While I may not have agreed with the means we took to get there, the ends were a happy sight to see. Especially when a week ago, everyone was talking about how much tougher combat was looking and how the war could go on for quite some time. I’m glad it was over (for the most part) in less than a month, I’m glad to see not too many people died, and I’m hopeful that Iraq will be a better place tomorrow.
Hopefully, giving to the red cross/red crescent for humanitarian needs is a bipartisan issue that everyone can get behind.
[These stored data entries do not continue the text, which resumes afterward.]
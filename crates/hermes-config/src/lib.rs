use anyhow::Context;
use hermes::BirthParams;
use serde::Deserialize;
use std::fs;
use std::path::{Path, PathBuf};

/// Relative locations tried for the registry when no explicit file is given,
/// from the workspace root and from inside `apps/<bin>`.
pub const REGISTRY_PATHS: [&str; 2] = ["configs/natals.toml", "../../configs/natals.toml"];

/// One `[[instrument]]` row of the registry.
#[derive(Debug, Clone, PartialEq, Deserialize)]
pub struct InstrumentRecord {
    pub name: String,
    #[serde(default)]
    pub birth_date: Option<String>,
    #[serde(default)]
    pub birth_time: Option<String>,
    #[serde(default)]
    pub birth_location: Option<String>,
    #[serde(default)]
    pub lat: Option<String>,
    #[serde(default)]
    pub lon: Option<String>,
    #[serde(default)]
    pub utc_offset: Option<String>,
}

impl InstrumentRecord {
    pub fn to_params(&self) -> BirthParams {
        BirthParams {
            instrument: self.name.clone(),
            birth_date: self.birth_date.clone(),
            birth_time: self.birth_time.clone(),
            birth_location: self.birth_location.clone(),
            lat: self.lat.clone(),
            lon: self.lon.clone(),
            utc_offset: self.utc_offset.clone(),
        }
    }
}

#[derive(Debug, Clone, Default, Deserialize)]
pub struct InstrumentRegistry {
    #[serde(default, rename = "instrument")]
    pub instruments: Vec<InstrumentRecord>,
}

impl InstrumentRegistry {
    pub fn parse(text: &str) -> anyhow::Result<Self> {
        let registry: InstrumentRegistry =
            toml::from_str(text).map_err(|e| anyhow::anyhow!("Failed to parse instrument registry: {e}"))?;
        for record in &registry.instruments {
            if record.name.trim().is_empty() {
                log::warn!("Instrument registry row without a name is never matched");
            }
        }
        Ok(registry)
    }

    pub fn load(path: &Path) -> anyhow::Result<Self> {
        let text = fs::read_to_string(path)
            .with_context(|| format!("Could not read instrument registry {}", path.display()))?;
        Self::parse(&text).with_context(|| format!("Invalid registry file {}", path.display()))
    }

    /// Case-insensitive lookup by instrument name.
    pub fn find(&self, name: &str) -> Option<&InstrumentRecord> {
        let wanted = name.trim();
        self.instruments
            .iter()
            .find(|r| r.name.trim().eq_ignore_ascii_case(wanted))
    }
}

/// Try the common relative paths for `configs/natals.toml`.
///
/// `Ok(None)` when none of them exists.
pub fn read_registry_toml_text() -> anyhow::Result<Option<(PathBuf, String)>> {
    for p in &REGISTRY_PATHS {
        let path = PathBuf::from(p);
        if !path.exists() {
            continue;
        }
        let text = fs::read_to_string(&path)
            .with_context(|| format!("Could not read instrument registry {}", path.display()))?;
        return Ok(Some((path, text)));
    }
    Ok(None)
}

/// Registry from an explicit file, or from the default locations.
///
/// An explicit file must exist; a missing default registry yields `None`.
pub fn load_registry(explicit: Option<&Path>) -> anyhow::Result<Option<InstrumentRegistry>> {
    if let Some(path) = explicit {
        return InstrumentRegistry::load(path).map(Some);
    }
    match read_registry_toml_text()? {
        Some((path, text)) => {
            log::debug!("Using instrument registry {}", path.display());
            InstrumentRegistry::parse(&text)
                .with_context(|| format!("Invalid registry file {}", path.display()))
                .map(Some)
        }
        None => Ok(None),
    }
}

/// Birth parameters registered for `name`, if any.
pub fn load_instrument(name: &str, explicit: Option<&Path>) -> anyhow::Result<Option<BirthParams>> {
    let Some(registry) = load_registry(explicit)? else {
        log::debug!("No instrument registry found in {:?}", REGISTRY_PATHS);
        return Ok(None);
    };
    Ok(registry.find(name).map(InstrumentRecord::to_params))
}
I’m impressed by the Michigan Tech University President and his response to the recording industry. I never thought I’d see a college president going to bat for a single rogue student running a filesharing network, but it sure looks like the proper procedures were already in place (based on suggestions of the RIAA), but the RIAA chose to ignore them to make their point.
The Webby Awards nominees were just announced, and I like a lot of what I see.
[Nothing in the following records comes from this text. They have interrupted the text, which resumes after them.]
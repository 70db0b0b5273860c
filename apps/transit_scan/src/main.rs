mod render;

use anyhow::Context;
use clap::Parser;
use hermes::chart::{parse_date, BirthParams};
use hermes::{EphemerisProvider, NatalPoint, PipelineOptions, Planet, TransitPipeline};
use std::path::PathBuf;

#[derive(Parser, Debug)]
#[command(author, version, about = "Scan transits against an instrument's natal chart")]
struct Args {
    /// Market or instrument name.
    #[arg(long, default_value = "VNIndex")]
    instrument: String,

    /// Birth date (YYYY/MM/DD).
    #[arg(long)]
    birth_date: Option<String>,

    /// Birth time (HH:MM, local).
    #[arg(long)]
    birth_time: Option<String>,

    #[arg(long)]
    birth_location: Option<String>,

    /// Latitude, e.g. 10.7769N.
    #[arg(long)]
    lat: Option<String>,

    /// Longitude, e.g. 106.7009E.
    #[arg(long)]
    lon: Option<String>,

    /// UTC offset, e.g. +07:00.
    #[arg(long)]
    utc_offset: Option<String>,

    #[arg(long, default_value = "2025/01/01")]
    start_date: String,

    #[arg(long, default_value = "2025/12/31")]
    end_date: String,

    /// Orb window in degrees/days.
    #[arg(long, default_value_t = hermes::pipeline::DEFAULT_ORB_DAYS)]
    orb_days: f64,

    /// Minimum significance score to display.
    #[arg(long, default_value_t = hermes::pipeline::DEFAULT_MIN_SCORE)]
    min_score: f64,

    /// How many hits per date to show.
    #[arg(long, default_value_t = hermes::pipeline::DEFAULT_TOP_N)]
    top_n: usize,

    /// Transit bodies to scan.
    #[arg(long, num_args = 0.., default_values_t = ["Sun".to_string(), "Moon".to_string()])]
    transit_planets: Vec<String>,

    /// Natal points to evaluate.
    #[arg(
        long,
        num_args = 0..,
        default_values_t = [
            "Ascendant", "Midheaven", "Sun", "Moon", "Mercury", "Jupiter", "Neptune",
        ].map(String::from)
    )]
    filter: Vec<String>,

    /// Instrument registry (defaults to configs/natals.toml).
    #[arg(long)]
    config_file: Option<PathBuf>,

    /// Swiss Ephemeris data directory (defaults to $SWISS_EPHEMERIS_PATH).
    #[arg(long)]
    ephe_path: Option<PathBuf>,

    /// Print the full report as JSON.
    #[arg(long)]
    json: bool,

    #[arg(long)]
    verbose: bool,
}

impl Args {
    fn birth_params(&self) -> anyhow::Result<BirthParams> {
        let instrument = self.instrument.to_uppercase();
        let given = BirthParams {
            instrument: instrument.clone(),
            birth_date: self.birth_date.clone(),
            birth_time: self.birth_time.clone(),
            birth_location: self.birth_location.clone(),
            lat: self.lat.clone(),
            lon: self.lon.clone(),
            utc_offset: self.utc_offset.clone(),
        };
        let registered = hermes_config::load_instrument(&instrument, self.config_file.as_deref())?;
        Ok(match registered {
            Some(record) => given.or(record),
            None => given,
        })
    }

    fn pipeline_options(&self) -> anyhow::Result<PipelineOptions> {
        let start = parse_date(&self.start_date)?;
        let end = parse_date(&self.end_date)?;
        let mut options = PipelineOptions::new(start, end);
        options.orb_days = self.orb_days;
        options.min_score = self.min_score;
        options.top_n = self.top_n;
        options.planets = Planet::parse_tracked_list(self.transit_planets.as_slice());
        options.points = Some(NatalPoint::parse_list(self.filter.as_slice())?);
        Ok(options)
    }
}

#[cfg(feature = "swiss")]
fn open_ephemeris(path: Option<PathBuf>) -> anyhow::Result<Box<dyn EphemerisProvider>> {
    let adapter = hermes::SwissEphemerisAdapter::new(path).context("Swiss Ephemeris data unavailable")?;
    log::debug!("Using ephemeris files in {}", adapter.ephemeris_path().display());
    Ok(Box::new(adapter))
}

#[cfg(not(feature = "swiss"))]
fn open_ephemeris(_path: Option<PathBuf>) -> anyhow::Result<Box<dyn EphemerisProvider>> {
    anyhow::bail!("transit_scan was built without the `swiss` feature; no ephemeris backend available")
}

fn run(args: &Args) -> anyhow::Result<()> {
    let birth = args.birth_params()?.validate().context("Invalid birth parameters")?;
    let options = args.pipeline_options()?;
    options.scan_request().validate()?;
    log::debug!("Birth data: {:?}", birth);
    log::debug!("Options: {:?}", options);

    let provider = open_ephemeris(args.ephe_path.clone())?;
    let pipeline = TransitPipeline::new(provider.as_ref());

    let chart = pipeline.build_chart(birth)?;
    log::debug!("Natal chart at JD {:.6}", chart.julian_day().value());
    let report = pipeline.run_with_chart(&chart, &options)?;

    if args.json {
        println!("{}", report.to_json().context("Failed to serialize report")?);
        return Ok(());
    }

    println!("\nANALYSIS FOR {}", report.instrument);
    print!("{}", render::natal_chart(&chart));
    print!("{}", render::window_summary(&report));
    Ok(())
}

fn main() {
    let args = Args::parse();
    let level = if args.verbose { "debug" } else { "warn" };
    env_logger::Builder::from_env(env_logger::Env::default().default_filter_or(level)).init();

    if let Err(e) = run(&args) {
        log::error!("{:#}", e);
        std::process::exit(1);
    }
}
Movable Type in best practices, Get Your War On and Whitehouse.org in humor, Meetup in community, Boxes and Arrows in zines, and Jenville and Cockeyed in personal site.
I’ve mentioned Rob’s Cockeyed.com in the past, but it’s worth mentioning again. It’s a great example of a personal site, the kind that used to populate the web before weblogs. It’s about anything and everything, whatever Rob feels like writing/photographing. Everytime I go to the site, I start reading new stuff, clicking on old stuff, and the next thing I know 2 hours have passed. Cockeyed is what motivated me to change the focus of this site and work on features more (there should be two this week).
I’m also happy to see Jenville nominated. Jen’s also got a non-webloggy personal universe going on that is well organized and beautiful. I also can’t wait until she finishes and launches the Jenville Show. That last project taught me that sometimes the best ideas are the simplest.
Anyways, congrats to all the nominees. In the past, the Webbys often skewed towards the big IPOing dotcoms with no relevance to the world, and now the nomination list seems pretty well stacked with great stuff.
French Freedom! is blogging again
TiVo today finally released their home media option which allows you to play music, view photos, and program your tivo remotely, among other things.
I’d love to try these new features out, but ever since TiVo sold their satellite business to Directv, I’m now a customer of Directv, and not TiVo. Directv did not release the Home Media Option for its customers today. I emailed Directv customer service and their reply was that they will not say when (or even if) they will enable it for series 2 Directivo owners. They are waiting to see how the TiVo rollout works before committing to it.
Jason Bergeman has a cool tweak for my previous trackbacks with winamp post – he used php to determine the last trackback’s age and displays a “nothing playing now” message. Rael Dornfest updated the iTunes plugin, and I moved the photos from my mobile phone (Mophos) down to the right side, since they were cluttering up this side of the page.
The brushstroke.tv peace poster comp is really shaping up. The entries I enjoy most seem to mix a simple presentation with an underlying powerful idea and/or humor. In no particular order: one two three.
In the early 90’s, it seemed like every CD’s last track included either a wacky cover song, improvisational acoustic number, or musician shenanigans recorded in the studio, hidden after minutes of dead time. While it went out of favor a few years later, it still pops up every now and then.
Today I found myself listening to a mp3 that featured 8 minutes of dead silence before a half-finished song popped up and I realized it’s probably one of the only mp3s I own that features such a thing. It makes no sense to have 5 minutes of music (total) take up 15 megabytes (mostly of silence) due to the hidden nature of the last segment. I’m curious if the advent of mp3 did anything to speed up the death of the hidden music track or if I just fell out of favor naturally.
A fascinating roundup of AP newswire photos showing animals within the current war.